> _PROBLEM DETAILS_
Using the listing below, please gather every line containing the word "menu".

> _INFORMATION SUPPLIED_
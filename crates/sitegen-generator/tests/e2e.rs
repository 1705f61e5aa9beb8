//! End-to-end builds of small sites in temporary directories.

use std::{fs, path::Path};

use sitegen_core::Config;
use sitegen_generator::{BuildError, Builder, RedirectGenerator};
use tempfile::TempDir;

struct Site {
    _root: TempDir,
    config: Config,
}

impl Site {
    fn new() -> Self {
        let root = TempDir::new().unwrap();
        let config = Config::from_root(root.path(), "example.com");
        fs::create_dir_all(&config.content_dir).unwrap();
        fs::create_dir_all(&config.template_dir).unwrap();
        Self {
            _root: root,
            config,
        }
    }

    fn content(&self, rel: &str, body: impl AsRef<[u8]>) -> &Self {
        write(&self.config.content_dir.join(rel), body);
        self
    }

    fn template(&self, name: &str, body: &str) -> &Self {
        write(&self.config.template_dir.join(name), body);
        self
    }

    fn build(&self) -> Result<sitegen_generator::BuildStats, BuildError> {
        Builder::new(self.config.clone()).build()
    }

    fn output(&self, rel: &str) -> String {
        fs::read_to_string(self.config.output_dir.join(rel)).unwrap()
    }
}

fn write(path: &Path, body: impl AsRef<[u8]>) {
    fs::create_dir_all(path.parent().unwrap()).unwrap();
    fs::write(path, body).unwrap();
}

fn snapshot(dir: &Path) -> Vec<(String, Vec<u8>)> {
    let mut files: Vec<_> = sitegen_generator::walk_files(dir)
        .map(|p| {
            let p = p.unwrap();
            let rel = p.strip_prefix(dir).unwrap().to_string_lossy().into_owned();
            let bytes = fs::read(&p).unwrap();
            (rel, bytes)
        })
        .collect();
    files.sort();
    files
}

#[test]
fn test_markdown_post_renders_and_lands_in_sitemap() {
    let site = Site::new();
    site.template(
        "post.html",
        "<html><body>{{ current.content|safe }}</body></html>",
    )
    .content("posts/hello.md", "+++\ntemplate = \"post\"\n+++\n# Hi\n");

    site.build().unwrap();

    let html = site.output("posts/hello.html");
    assert!(html.contains("<h1 id=\"hi\">Hi</h1>"));

    let sitemap = site.output("sitemap.xml");
    assert!(sitemap.contains("<loc>https://example.com/posts/hello</loc>"));
    assert!(!sitemap.contains("<lastmod>"));
}

#[test]
fn test_data_file_copied_and_exposed() {
    let site = Site::new();
    let data = r#"{"menu": ["Home", "Blog"]}"#;
    site.template(
        "page.html",
        "<ul>{% for o in other %}{% if o.content %}{% for item in o.content.menu %}<li>{{ item }}</li>{% endfor %}{% endif %}{% endfor %}</ul>",
    )
    .content("data.json", data)
    .content("index.md", "+++\ntemplate = \"page\"\n+++\n");

    let stats = site.build().unwrap();

    assert_eq!(stats.data_files, 1);
    assert_eq!(site.output("data.json"), data);
    let html = site.output("index.html");
    assert!(html.contains("  <li>Home</li>\n  <li>Blog</li>\n"));
}

#[test]
fn test_no_markdown_still_writes_sitemap_and_robots() {
    let site = Site::new();
    site.content("style.css", "body {}");

    let stats = site.build().unwrap();

    assert_eq!(stats.pages, 0);
    let sitemap = site.output("sitemap.xml");
    assert!(sitemap.contains("<urlset xmlns=\"http://www.sitemaps.org/schemas/sitemap/0.9\">"));
    assert!(!sitemap.contains("<url>"));
    assert_eq!(
        site.output("robots.txt"),
        "User-agent: *\nAllow: /\nSitemap: https://example.com/sitemap.xml\n"
    );
}

#[test]
fn test_missing_content_root_fails() {
    let site = Site::new();
    fs::remove_dir_all(&site.config.content_dir).unwrap();

    let err = site.build().unwrap_err();

    assert!(matches!(err, BuildError::Collector(_)));
    assert!(site.config.output_dir.exists());
    assert_eq!(fs::read_dir(&site.config.output_dir).unwrap().count(), 0);
}

#[test]
fn test_builds_are_idempotent() {
    let site = Site::new();
    site.template(
        "post.html",
        "<html><head><title>{{ current.title }}</title></head><body>{% for p in all %}<a href=\"{{ p.canonical|safe }}\">{{ p.title }}</a>{% endfor %}{{ current.content|safe }}</body></html>",
    )
    .content("a.md", "+++\ntemplate = \"post\"\ntitle = \"A\"\n+++\nFirst")
    .content("b/index.md", "+++\ntemplate = \"post\"\ntitle = \"B\"\npublication_date = 2024-03-01\n+++\nSecond")
    .content("b/pic.bin", [0u8, 159, 146, 150]);

    site.build().unwrap();
    let first = snapshot(&site.config.output_dir);
    site.build().unwrap();
    let second = snapshot(&site.config.output_dir);

    assert_eq!(first, second);
    assert!(site.output("sitemap.xml").contains("<lastmod>2024-03-01</lastmod>"));
}

#[test]
fn test_reserved_keys_are_overwritten() {
    let site = Site::new();
    site.template(
        "post.html",
        "{{ current.url|safe }}|{{ current.canonical|safe }}|{{ current.content|safe }}",
    )
    .content(
        "x.md",
        "+++\ntemplate = \"post\"\nurl = \"/fake\"\ncanonical = \"/fake\"\ncontent = \"fake\"\n+++\nreal",
    );
    let mut config = site.config.clone();
    config.build.pretty_html = false;

    Builder::new(config).build().unwrap();

    assert_eq!(site.output("x.html"), "/x.html|/x|<p>real</p>\n");
}

#[test]
fn test_static_file_copied_byte_identical() {
    let site = Site::new();
    let bytes: Vec<u8> = (0..=255).rev().collect();
    site.content("imgs/raw.dat", &bytes);

    site.build().unwrap();

    assert_eq!(
        fs::read(site.config.output_dir.join("imgs/raw.dat")).unwrap(),
        bytes
    );
}

#[test]
fn test_index_canonical_is_directory() {
    let site = Site::new();
    site.template("post.html", "<p>{{ current.canonical|safe }}</p>")
        .content("dir/index.md", "+++\ntemplate = \"post\"\n+++\n")
        .content("index.md", "+++\ntemplate = \"post\"\n+++\n");

    site.build().unwrap();

    assert_eq!(site.output("dir/index.html"), "<p>/dir/</p>\n");
    assert_eq!(site.output("index.html"), "<p>/</p>\n");
    let sitemap = site.output("sitemap.xml");
    assert!(sitemap.contains("<loc>https://example.com/</loc>"));
    assert!(sitemap.contains("<loc>https://example.com/dir/</loc>"));
}

#[test]
fn test_stale_output_removed() {
    let site = Site::new();
    write(&site.config.output_dir.join("old.html"), "stale");

    site.build().unwrap();

    assert!(!site.config.output_dir.join("old.html").exists());
}

#[test]
fn test_redirect_writes_htaccess() {
    let root = TempDir::new().unwrap();
    let out = root.path().join("public");

    RedirectGenerator::new("www.example.com", "example.com")
        .write(&out)
        .unwrap();

    let htaccess = fs::read_to_string(out.join(".htaccess")).unwrap();
    assert_eq!(
        htaccess,
        "RewriteEngine On\nRewriteCond %{HTTP_HOST} www.example.com\nRewriteRule (.*) https://example.com/$1 [R=301,L]\n"
    );
}
//! Build command - generates the static site

use std::{path::Path, time::Instant};

use color_eyre::eyre::{Result, WrapErr};
use sitegen_core::Config;
use sitegen_generator::{BuildStats, Builder};

/// Run the build command.
///
/// Loads configuration for the site under `root`, applies command-line
/// overrides and builds into the output directory.
pub fn run(
    root: &Path,
    domain: Option<&str>,
    output: Option<&Path>,
    pretty: bool,
) -> Result<BuildStats> {
    let start = Instant::now();
    tracing::info!(?root, ?domain, ?output, pretty, "Starting build");

    let mut config = Config::load(root, domain).wrap_err("Failed to load configuration")?;

    if let Some(output) = output {
        config.output_dir = output.to_path_buf();
    }
    if !pretty {
        config.build.pretty_html = false;
    }

    tracing::debug!(?config, "Loaded configuration");

    let output_dir = config.output_dir.clone();
    let stats = Builder::new(config).build().wrap_err("Build failed")?;

    let duration = start.elapsed();

    println!();
    println!("  Build completed successfully!");
    println!();
    println!("  Pages:      {}", stats.pages);
    println!("  Assets:     {}", stats.assets);
    println!("  Data files: {}", stats.data_files);
    println!();
    println!("  Duration:   {:.2}s", duration.as_secs_f64());
    println!("  Output:     {}", output_dir.display());
    println!();

    tracing::info!(?stats, ?duration, "Build completed successfully");

    Ok(stats)
}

> _REPLY TO THE TASK_
    let data = r#"{"menu": ["Home", "Blog"]}"#;
        "<ul>{% for o in other %}{% if o.content %}{% for item in o.content.menu %}<li>{{ item }}</li>{% endfor %}{% endif %}{% endfor %}</ul>",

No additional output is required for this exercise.